Her Uighur Parents Were Model Chinese Citizens. It Didn’t Matter.

Her Uighur Parents Were Model Chinese Citizens. It Didn’t Matter.

After the Urumqi riots, Humar decided the new security measures made a career as an investigative reporter impossible. It would be difficult for her to go undercover as Zhu had. Outside Xinjiang, as soon as Uighurs checked into a hotel, the police paid them a visit, checking their identification and asking questions. As she puzzled through what this meant for her future, she saw no famous Uighur journalists whom she could emulate.
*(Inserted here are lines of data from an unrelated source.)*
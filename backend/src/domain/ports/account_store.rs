//! Driven port for account storage and credential checks.

use async_trait::async_trait;

use crate::domain::{Account, Credentials, Registration};

use super::define_port_error;

define_port_error! {
    /// Errors raised by account store adapters.
    pub enum AccountStoreError {
        /// The store could not be reached.
        Connection { message: String } => "account store connection failed: {message}",
        /// A query failed during execution.
        Query { message: String } => "account store query failed: {message}",
        /// The username is already registered.
        DuplicateUsername { username: String } => "username {username} is already taken",
    }
}

/// Account persistence and password verification.
#[cfg_attr(test, mockall::automock)]
#[async_trait]
pub trait AccountStore: Send + Sync {
    /// Register a new account, hashing the supplied password.
    async fn create_account(
        &self,
        registration: &Registration,
    ) -> Result<Account, AccountStoreError>;

    /// Return the account when the username exists and the password matches.
    ///
    /// Unknown usernames and wrong passwords both yield `Ok(None)`.
    async fn verify_credentials(
        &self,
        credentials: &Credentials,
    ) -> Result<Option<Account>, AccountStoreError>;
}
In some ways, Humar knew she was lucky. Her features were “Han-passing”; people did not know she was Uighur until she told them, and many didn’t believe her when she did. But as soon as she showed her ID, she would be relegated to Uighur status and all the bigotry that came with it. On long rides between Hami and Beijing, Humar encountered passengers who, thinking she was also Han, complained about how dirty and uncivilized Uighurs were.

The web remained her solace. She spent a lot of time on Douban, a site dedicated to discussion of books, movies and music. At an in-person dinner for frequent commenters, she met Wang Tonghe, a Han from Yuanshi, in Hebei Province. Tonghe was curious about her immediately. He had gone to university in Inner Mongolia, where he cultivated a passion for languages, majoring in English and minoring in French, studying Mongolian and Korean; he had even taught himself Na’vi — the language in “Avatar” — for fun. Tonghe was intrigued by Uighur culture; he’d read a bit of Uighur literature in translation and admired the music. Like many liberal Han, he did not know what to make of the reports on the Urumqi riots, and he wanted badly to ask Humar what had really gone on there, but sensed it was inappropriate.

A year after the dinner, they started dating. When Humar explained to Tonghe that she could not tell her parents about their relationship, it didn’t bother him much. They were young, and any excuse for kicking adult questions down the line was welcome.

In her senior year, Humar started an internship at Tencent, an online messaging company that was branching out into curating news. She proved herself valuable enough to be offered a job upon graduation. Zohre told everyone — Tencent is one of the most famous companies in the country, and in 2017 would become the first Chinese tech firm to join companies like Apple and Facebook in being valued at over $500 billion. China was clamping down on print outlets, but there was still some freedom online — though that space, too, was contracting in more subtle ways. In addition to blocking websites, government censors were increasingly using filters to block keywords. Some were always banned: “Tiananmen incident,” “June 4” (the date of the Tiananmen Square massacre), “Dalai Lama” and “Taiwan independence.” Other dictates changed daily, which set off cat-and-mouse games involving coded terms or homonyms — “eye field” for freedom, “crotch central committee” for Communist Party Central Committee, “govern-rot” as a jab at corrupt government. The state deployed its own nationalist bloggers — nicknamed the “50-cent party,” because the job supposedly paid 50 cents per post — to steer conversations online and overwhelm the narrative.

In late 2012, Xi Jinping became the general secretary of the Communist Party. Average citizens were frustrated with the endemic corruption of party officials, and some welcomed his vision of tackling malfeasance. But Xi began amassing authority, flouting unspoken conventions on power sharing within the party. Humar watched as the nightly news from Xinhua, the country’s official news agency, which previously tended to feature multiple high-ranking figures — not just the premier but also the party chairman and others — now became about Xi alone. Xi continued reversing the political, social and economic openings of recent decades.

Humar, still a fervent believer in the power of free information, applied for a job at a website called Zhihu, similar to America’s Quora, where users curate questions and answers. At Zhihu, she found a niche in her Uighur identity, and she used it to act as a bridge between communities. After the riots, many Han were genuinely curious about Uighurs. Some had bought the government propaganda that Uighurs were villains, but on Zhihu, Humar could tell her personal story, explaining what it was like to be a Uighur in China, and many responded with sympathy. China had not blossomed into the country Humar had hoped it would become, but she reasoned that if she could change one person’s mind about Uighurs, that would be something.